CA Sanjeev Singhal

Input tax credit on input, input services and capital goods is the most contentious   issue where always are lot of litigation on admissibility. This is common problem in case of lack of clarity of the provisions and rules under the existing indirect tax as well like Excise, Service Tax and VAT. With the subsuming of one tax, in GST we are hopeful that the present problem will mitigate to certain extent. Before going into detail I will like to explain on the relevant definitions of ITC which make the chapter less cumbersome and will facilitate to understand in better way. Definitions and provisions provided in GST on ITC in comparison to existing laws are more simpler and understandable. Now, We can go through all definitions related to Input tax Credit under CGST Act,2017 in detail.

Definition of Capital Goods, Input, Input Services and Input tax credit

Capital Goods  -Sec. 2(19)

“Capital good” means goods , the value of which is capitalized in the books of accounts of person claiming the credit which are used or intended to be used  in the course or furtherance of business.

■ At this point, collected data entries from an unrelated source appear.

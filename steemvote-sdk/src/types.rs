// Copyright (c) 2022 THE STEEMVOTE AUTHORS

use serde::Deserialize;
use steemvote_chain_exports::{ChainError, ChainResult};
use steemvote_models::{CandidateComment, ContentId};
use steemvote_time::SteemTime;

/// Full voting power, in basis points
pub const STEEM_100_PERCENT: u64 = 10_000;
/// Time for an empty voting power to fully regenerate
pub const VOTE_REGENERATION_TIME: SteemTime = SteemTime::from_secs(5 * 24 * 60 * 60);

/// Account as returned by `condenser_api.get_accounts`
#[derive(Debug, Clone, Deserialize)]
pub struct ApiAccount {
    /// account name
    pub name: String,
    /// voting power at `last_vote_time`, in basis points
    pub voting_power: u16,
    /// time of the last vote cast by the account
    pub last_vote_time: String,
}

impl ApiAccount {
    /// Voting power regenerated up to `now`, as a fraction.
    pub fn voting_power_at(&self, now: SteemTime) -> ChainResult<f64> {
        let last_vote_time = parse_chain_time(&self.last_vote_time)?;
        Ok(regenerated_voting_power(
            self.voting_power,
            now.saturating_sub(last_vote_time),
        ))
    }
}

/// Post or comment as returned by `get_discussions_by_created` and `get_content`
#[derive(Debug, Clone, Deserialize)]
pub struct ApiDiscussion {
    /// author account name
    pub author: String,
    /// permanent link
    pub permlink: String,
    /// main tag of the root post
    #[serde(default)]
    pub category: String,
    /// creation time
    pub created: String,
}

impl TryFrom<ApiDiscussion> for CandidateComment {
    type Error = ChainError;

    fn try_from(value: ApiDiscussion) -> Result<Self, Self::Error> {
        let id = ContentId::new(&value.author, &value.permlink)
            .map_err(|err| ChainError::RejectedError(err.to_string()))?;
        Ok(CandidateComment::new(
            id,
            &value.category,
            parse_chain_time(&value.created)?,
        ))
    }
}

/// Vote as returned by `condenser_api.get_account_votes`
#[derive(Debug, Clone, Deserialize)]
pub struct ApiAccountVote {
    /// voted content, `author/permlink`
    pub authorperm: String,
    /// time of the vote
    pub time: String,
}

impl ApiAccountVote {
    /// Voted content
    pub fn content_id(&self) -> ChainResult<ContentId> {
        self.authorperm
            .parse()
            .map_err(|err: steemvote_models::ModelsError| ChainError::RejectedError(err.to_string()))
    }

    /// Time of the vote
    pub fn voted_at(&self) -> ChainResult<SteemTime> {
        parse_chain_time(&self.time)
    }
}

pub(crate) fn parse_chain_time(s: &str) -> ChainResult<SteemTime> {
    SteemTime::from_chain_str(s).map_err(|err| ChainError::RejectedError(err.to_string()))
}

/// Applies the chain regeneration rule: an empty voting power is back to
/// 100% after `VOTE_REGENERATION_TIME`, linearly.
pub fn regenerated_voting_power(voting_power: u16, elapsed: SteemTime) -> f64 {
    let regenerated = u128::from(elapsed.to_millis()) * u128::from(STEEM_100_PERCENT)
        / u128::from(VOTE_REGENERATION_TIME.to_millis());
    let total = (u128::from(voting_power) + regenerated).min(u128::from(STEEM_100_PERCENT));
    total as f64 / STEEM_100_PERCENT as f64
}

#[cfg(test)]
mod tests {
    use super::*;

    #[test]
    fn test_voting_power_regeneration() {
        assert_eq!(regenerated_voting_power(8_000, SteemTime::from_millis(0)), 0.8);
        // a full day regenerates 20%
        assert_eq!(
            regenerated_voting_power(5_000, SteemTime::from_secs(24 * 60 * 60)),
            0.7
        );
        assert_eq!(
            regenerated_voting_power(9_000, SteemTime::from_secs(10 * 24 * 60 * 60)),
            1.0
        );
    }

    #[test]
    fn test_account_power_uses_last_vote_time() {
        let account: ApiAccount = serde_json::from_value(serde_json::json!({
            "name": "voter",
            "voting_power": 7500,
            "last_vote_time": "2022-01-01T00:00:00",
            "balance": "1.000 STEEM"
        }))
        .unwrap();
        let now = SteemTime::from_chain_str("2022-01-02T00:00:00").unwrap();
        assert_eq!(account.voting_power_at(now).unwrap(), 0.95);
    }

    #[test]
    fn test_discussion_to_candidate() {
        let discussion: ApiDiscussion = serde_json::from_value(serde_json::json!({
            "author": "alice",
            "permlink": "hello-world",
            "category": "Introduceyourself",
            "created": "2016-03-24T16:05:00",
            "body": "..."
        }))
        .unwrap();
        let candidate = CandidateComment::try_from(discussion).unwrap();
        assert_eq!(candidate.id.to_string(), "@alice/hello-world");
        assert_eq!(candidate.category, "introduceyourself");
        assert_eq!(
            candidate.created_at,
            SteemTime::from_chain_str("2016-03-24T16:05:00").unwrap()
        );
    }

    #[test]
    fn test_bad_timestamp_is_rejected() {
        let vote = ApiAccountVote {
            authorperm: "alice/post".to_string(),
            time: "soon".to_string(),
        };
        assert!(matches!(vote.voted_at(), Err(ChainError::RejectedError(_))));
        assert_eq!(vote.content_id().unwrap().permlink, "post");
    }
}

Sec. 2(59)  “input” means any goods other than capital goods used or intended to be used by a supplier in the course or furtherance of business;

Sec.2 (60)  “input  service” means  any  service used or intended to be used by a supplier  in the course or furtherance of business;

Sec. 2(62)  “Input Tax”  in relation to Registered person , means the central tax, State tax, integrated tax or union territory tax charged on any supply of goods and services or both made to him and includes;

a) Integrated goods and service tax on import of goods;

b) Tax payable under the provision of sub section (3) & (4) of Section 9.

c) Tax payable under the provision of sub section (3) & (4) of Section 5 of Integrated goods and service tax Act.

d) Tax payable under the provision of sub section (3) & (4) of Section 9 of respective State goods and service tax Act; or

e) Tax payable under the provision of sub section (3) & (4) of Section 7 of the Union territory goods and service tax Act.

But does not include tax paid under the composition levy.

Sec. 2( 63) “Input Tax Credit”   mean credit  of input tax.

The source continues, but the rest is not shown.